18.5 Heat Exchangers

The general function of a heat exchanger is to transfer heat from one fluid to another. The basic component of a heat exchanger can be viewed as a tube with one fluid running through it and another fluid flowing by on the outside. There are thus three heat transfer operations that need to be described:
  1. Convective heat transfer from fluid to the inner wall of the tube,
  2. Conductive heat transfer through the tube wall, and
  3. Convective heat transfer from the outer tube wall to the outside fluid.

Heat exchangers are typically classified according to flow arrangement and type of construction. The simplest heat exchanger is one for which the hot and cold fluids move in the same or opposite directions in a concentric tube (or double-pipe) construction. In the parallel-flow arrangement of Figure 18.8(a), the hot and cold fluids enter at the same end, flow in the same direction, and leave at the same end. In the counterflow arrangement of Figure 18.8(b), the fluids enter at opposite ends, flow in opposite directions, and leave at opposite ends.

Figure 18.8: Concentric tubes heat exchangers
[Parallel flow] Image fig10HeatExchTubesParallel_web [Counterflow] Image fig10HeatExchTubesCounter_web

Figure 18.9: Cross-flow heat exchangers.
[Finned with both fluids unmixed.] Image fig10HeatExchCrossFinned_web [Unfinned with one fluid mixed and the other unmixed] Image fig10HeatExchCrossUnfinned_web

Alternatively, the fluids may be in cross flow (perpendicular to each other), as shown by the finned and unfinned tubular heat exchangers of Figure 18.9. The two configurations differ according to whether the fluid moving over the tubes is unmixed or mixed. In Figure 18.9(a), the fluid is said to be unmixed because the fins prevent motion in a direction ($ y$ ) that is transverse to the main flow direction ($ x$ ). In this case the fluid temperature varies with $ x$ and $ y$ . In contrast, for the unfinned tube bundle of Figure 18.9(b), fluid motion, hence mixing, in the transverse direction is possible, and temperature variations are primarily in the main flow direction. Since the tube flow is unmixed, both fluids are unmixed in the finned exchanger, while one fluid is mixed and the other unmixed in the unfinned exchanger.

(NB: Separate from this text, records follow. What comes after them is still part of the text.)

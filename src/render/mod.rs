//! Render instructions for the map and chart, plus the HTML page writer.

pub mod chart;
pub mod html;
pub mod map;

pub use chart::{ChartSpec, build_chart};
pub use map::{MapLayer, MapSpec, Marker, build_map};
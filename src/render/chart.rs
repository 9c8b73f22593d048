use serde::Serialize;

use crate::analyzers::types::{Timeline, YearCount};

pub const CHART_TEMPLATE: &str = "plotly_dark";

/// Bar chart of earthquake counts per year.
#[derive(Debug, Clone, PartialEq, Serialize)]
pub struct ChartSpec {
    pub kind: &'static str,
    pub title: String,
    pub x_label: &'static str,
    pub y_label: &'static str,
    pub template: &'static str,
    pub points: Vec<YearCount>,
}

pub fn build_chart(timeline: &Timeline, region: &str) -> ChartSpec {
    ChartSpec {
        kind: "bar",
        title: format!("Earthquakes per Year in {region}"),
        x_label: "Year",
        y_label: "Number of earthquakes",
        template: CHART_TEMPLATE,
        points: timeline.counts.clone(),
    }
}
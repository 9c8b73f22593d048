use super::client::HttpClient;
use async_trait::async_trait;

/// Plain `reqwest` client with a fixed user agent.
pub struct BasicClient(reqwest::Client);

impl BasicClient {
    pub fn new() -> Self {
        let client = reqwest::Client::builder()
            .user_agent(concat!("seismic_dashboard/", env!("CARGO_PKG_VERSION")))
            .build()
            .unwrap_or_default();
        Self(client)
    }
}

impl Default for BasicClient {
    fn default() -> Self {
        Self::new()
    }
}

#[async_trait]
impl HttpClient for BasicClient {
    async fn execute(&self, req: reqwest::Request) -> reqwest::Result<reqwest::Response> {
        self.0.execute(req).await
    }
}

To develop the methodology for heat exchanger analysis and design, we look at the problem of heat transfer from a fluid inside a tube to another fluid outside.

Figure 18.10: Geometry for heat transfer between two fluids
Image fig10GeometryForHeatExchange_web

We examined this problem before in Section 17.2 and found that the heat transfer rate per unit length is given by

$\displaystyle \dot{Q} =\cfrac{2\pi k(T_A-T_B)}{\cfrac{k}{r_1h_1}+\cfrac{k}{r_2h_2} +\ln\left(\cfrac{r_2}{r_1}\right)}.$ (18..21)

Here we have taken into account one additional thermal resistance than in Section 17.2, the resistance due to convection on the interior, and include in our expression for heat transfer the bulk temperature of the fluid, $ T_A$ , rather than the interior wall temperature, $ T_1$ .

It is useful to define an overall heat transfer coefficient $ h_0$ per unit length as

$\displaystyle \dot{Q} =2\pi r_2h_0(T_A-T_B).$ (18..22)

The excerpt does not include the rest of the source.